- Yaromjeh Bagh Location within Iran
- Coordinates: 35°31′00″N 48°40′37″E﻿ / ﻿35.51667°N 48.67694°E
- Country: Iran
- Province: Hamadan
- County: Razan
- District: Boghrati
- Rural District: Qeynarjeh

Population (2016)
- • Total: 716
- Time zone: UTC+3:30 (IRST)

= Yaromjeh Bagh =

Village in Hamadan province, Iran

Yaromjeh Bagh (يارمجه باغ) (Note: Also romanized as Yāramjah Bāgh, Yāremjeh Bāgh, and Yāromjeh Bāgh; also known as Yaramjābak and Yārmjeh Bolāgh) is a village in Qeynarjeh Rural District of Boghrati District in Razan County, Hamadan province, Iran.

==Demographics==
===Population===
At the time of the 2006 National Census, the village's population was 688 in 138 households, when it was in Boghrati Rural District of Sardrud District.
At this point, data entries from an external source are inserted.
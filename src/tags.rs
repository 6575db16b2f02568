use inlinable_string::InlinableString;

use crate::utils::hash::FastHashMap;
use crate::Entity;

/// Names of entities.
#[derive(Default)]
pub struct Tags {
    names: FastHashMap<Entity, InlinableString>,
}

impl Tags {
    pub fn new() -> Self {
        Tags {
            names: FastHashMap::default(),
        }
    }

    #[inline]
    pub fn add<T: Into<InlinableString>>(&mut self, ent: Entity, name: T) {
        self.names.insert(ent, name.into());
    }

    #[inline]
    pub fn remove(&mut self, ent: Entity) {
        self.names.remove(&ent);
    }

    #[inline]
    pub fn name(&self, ent: Entity) -> Option<&str> {
        self.names.get(&ent).map(|v| v.as_ref())
    }
}
use std::collections::VecDeque;

use crate::errors::{Error, Result};
use crate::math::prelude::*;
use crate::utils::hash::FastHashMap;
use crate::Entity;

use super::node::Node;
use super::state::UpdateState;
use super::transform::Transform;

/// A simple scene graph that stores the local transforms of spatial entities, the
/// tree relationships between them, and the world matrices accumulated through
/// that tree.
///
/// Components are kept in dense columns indexed by a row number; `remap` is the
/// membership index which maps every spatial entity to its row. Rows are
/// swap-removed, so a row number is only stable until the next removal.
///
/// World matrices are refreshed by `build_local_matrices` followed by `propagate`,
/// starting from the explicitly registered scene roots.
pub struct SceneGraph {
    pub(super) remap: FastHashMap<Entity, usize>,
    pub(super) entities: Vec<Entity>,
    pub(super) nodes: Vec<Node>,
    pub(super) transforms: Vec<Transform>,
    pub(super) snapshots: Vec<Option<Transform>>,
    pub(super) local_matrices: Vec<Matrix4<f32>>,
    pub(super) world_matrices: Vec<Matrix4<f32>>,
    pub(super) states: Vec<UpdateState>,
    pub(super) roots: Vec<Entity>,
    pub(super) queue: VecDeque<usize>,
    pub(super) prune_clean_subtrees: bool,
}

impl Default for SceneGraph {
    fn default() -> Self {
        SceneGraph::new()
    }
}

impl SceneGraph {
    pub fn new() -> Self {
        SceneGraph::with_capacity(0)
    }

    pub fn with_capacity(capacity: usize) -> Self {
        SceneGraph {
            remap: FastHashMap::default(),
            entities: Vec::with_capacity(capacity),
            nodes: Vec::with_capacity(capacity),
            transforms: Vec::with_capacity(capacity),
            snapshots: Vec::with_capacity(capacity),
            local_matrices: Vec::with_capacity(capacity),
            world_matrices: Vec::with_capacity(capacity),
            states: Vec::with_capacity(capacity),
            roots: Vec::new(),
            queue: VecDeque::new(),
            prune_clean_subtrees: false,
        }
    }

    /// Skips the whole subtree below a child when neither the child nor its parent
    /// were updated this tick, instead of walking it without writing.
    #[inline]
    pub fn set_prune_clean_subtrees(&mut self, prune: bool) {
        self.prune_clean_subtrees = prune;
    }

    /// Gets the number of spatial entities.
    #[inline]
    pub fn len(&self) -> usize {
        self.entities.len()
    }

    #[inline]
    pub fn is_empty(&self) -> bool {
        self.entities.is_empty()
    }

    /// Returns true if `ent` carries spatial components.
    #[inline]
    pub fn contains(&self, ent: Entity) -> bool {
        self.remap.contains_key(&ent)
    }

    /// Iterates spatial entities and their world matrices in storage order.
    #[inline]
    pub fn iter(&self) -> impl Iterator<Item = (Entity, &Matrix4<f32>)> + '_ {
        self.entities
            .iter()
            .cloned()
            .zip(self.world_matrices.iter())
    }

    /// Adds spatial components to `ent`. Returns false if it already has them.
    pub(crate) fn add(&mut self, ent: Entity, transform: Transform) -> bool {
        if self.remap.contains_key(&ent) {
            return false;
        }

        self.remap.insert(ent, self.entities.len());
        self.entities.push(ent);
        self.nodes.push(Node::new(ent));
        self.transforms.push(transform);
        self.snapshots.push(None);
        self.local_matrices.push(Matrix4::one());
        self.world_matrices.push(Matrix4::one());
        self.states.push(UpdateState::NotUpdated);
        true
    }

    /// Removes a node and all of its descendants from `SceneGraph`.
    pub(crate) fn remove(&mut self, ent: Entity) -> Option<Vec<Entity>> {
        let index = *self.remap.get(&ent)?;
        if let Some(parent) = self.nodes[index].parent {
            self.remove_child(parent, ent);
        }

        let mut removes = vec![ent];
        removes.extend(self.descendants(ent));

        for &v in &removes {
            self.unregister_root(v);
            self.swap_remove(v);
        }

        Some(removes)
    }

    /// Removes the spatial components of a single node. It is detached from its
    /// parent, and its children become orphans which keep their own subtrees.
    pub(crate) fn strip(&mut self, ent: Entity) -> bool {
        let index = match self.remap.get(&ent) {
            Some(&index) => index,
            None => return false,
        };

        if let Some(parent) = self.nodes[index].parent {
            self.remove_child(parent, ent);
        }

        let children = ::std::mem::replace(&mut self.nodes[index].children, Default::default());
        for child in children {
            if let Some(&ci) = self.remap.get(&child) {
                let node = &mut self.nodes[ci];
                node.parent = None;
                node.child_index = None;
                self.snapshots[ci] = None;
            }
        }

        self.unregister_root(ent);
        self.swap_remove(ent);
        true
    }

    fn swap_remove(&mut self, ent: Entity) {
        if let Some(index) = self.remap.remove(&ent) {
            self.entities.swap_remove(index);
            self.nodes.swap_remove(index);
            self.transforms.swap_remove(index);
            self.snapshots.swap_remove(index);
            self.local_matrices.swap_remove(index);
            self.world_matrices.swap_remove(index);
            self.states.swap_remove(index);

            if index < self.entities.len() {
                let moved = self.entities[index];
                if let Some(v) = self.remap.get_mut(&moved) {
                    *v = index;
                }
            }
        }

        debug_assert!(self.remap.len() == self.entities.len());
    }

    #[inline]
    fn index(&self, ent: Entity) -> Result<usize> {
        self.remap
            .get(&ent)
            .cloned()
            .ok_or_else(|| Error::NonNodeFound(ent))
    }
}
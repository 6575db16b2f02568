/// Marks whether the local matrix of an entity, or the world matrix it inherits,
/// changed during the current tick.
#[derive(Debug, Clone, Copy, PartialEq, Eq)]
pub enum UpdateState {
    NotUpdated,
    Updated,
}

impl Default for UpdateState {
    fn default() -> Self {
        UpdateState::NotUpdated
    }
}

impl UpdateState {
    #[inline]
    pub fn is_updated(self) -> bool {
        self == UpdateState::Updated
    }
}
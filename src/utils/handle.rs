//! Generation checked handles.

use std::fmt::Debug;
use std::hash::Hash;

/// Slot number inside a `HandlePool`. 32 bits keeps index and version in one word.
pub type HandleIndex = u32;

/// A slot index paired with the version its slot had when the handle was issued.
///
/// Freeing a slot bumps its version, so every handle still naming that slot goes
/// stale. A recycled index never aliases a deleted entity or blueprint.
pub trait HandleLike: Debug + Copy + Hash + Eq + Send + Sync {
    fn new(index: HandleIndex, version: HandleIndex) -> Self;
    fn index(&self) -> HandleIndex;
    fn version(&self) -> HandleIndex;
}

/// Declares a typed handle, e.g. `impl_handle!(Entity)`. Handles of different
/// types can not be mixed up even though they share a layout.
#[macro_export]
macro_rules! impl_handle {
    ($name:ident) => {
        #[derive(Debug, Clone, Copy, PartialEq, Eq, Hash)]
        pub struct $name {
            index: $crate::utils::handle::HandleIndex,
            version: $crate::utils::handle::HandleIndex,
        }

        impl $name {
            /// The recycled slot this handle names.
            #[inline]
            pub fn index(self) -> $crate::utils::handle::HandleIndex {
                self.index
            }

            /// The generation of the slot when this handle was issued.
            #[inline]
            pub fn version(self) -> $crate::utils::handle::HandleIndex {
                self.version
            }
        }

        impl $crate::utils::handle::HandleLike for $name {
            #[inline]
            fn new(
                index: $crate::utils::handle::HandleIndex,
                version: $crate::utils::handle::HandleIndex,
            ) -> Self {
                $name { index, version }
            }

            #[inline]
            fn index(&self) -> $crate::utils::handle::HandleIndex {
                self.index
            }

            #[inline]
            fn version(&self) -> $crate::utils::handle::HandleIndex {
                self.version
            }
        }

        impl ::std::fmt::Display for $name {
            fn fmt(&self, f: &mut ::std::fmt::Formatter<'_>) -> ::std::fmt::Result {
                write!(f, "{}#{}v{}", stringify!($name), self.index, self.version)
            }
        }
    };
}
The following census in 2011 counted 748 people in 168 households. The 2016 census measured the population of the village as 716 people in 206 households.

In 2023, the rural district was separated from the district in the formation of Boghrati District, and Yaromjeh Bagh was transferred to Qeynarjeh Rural District created in the new district.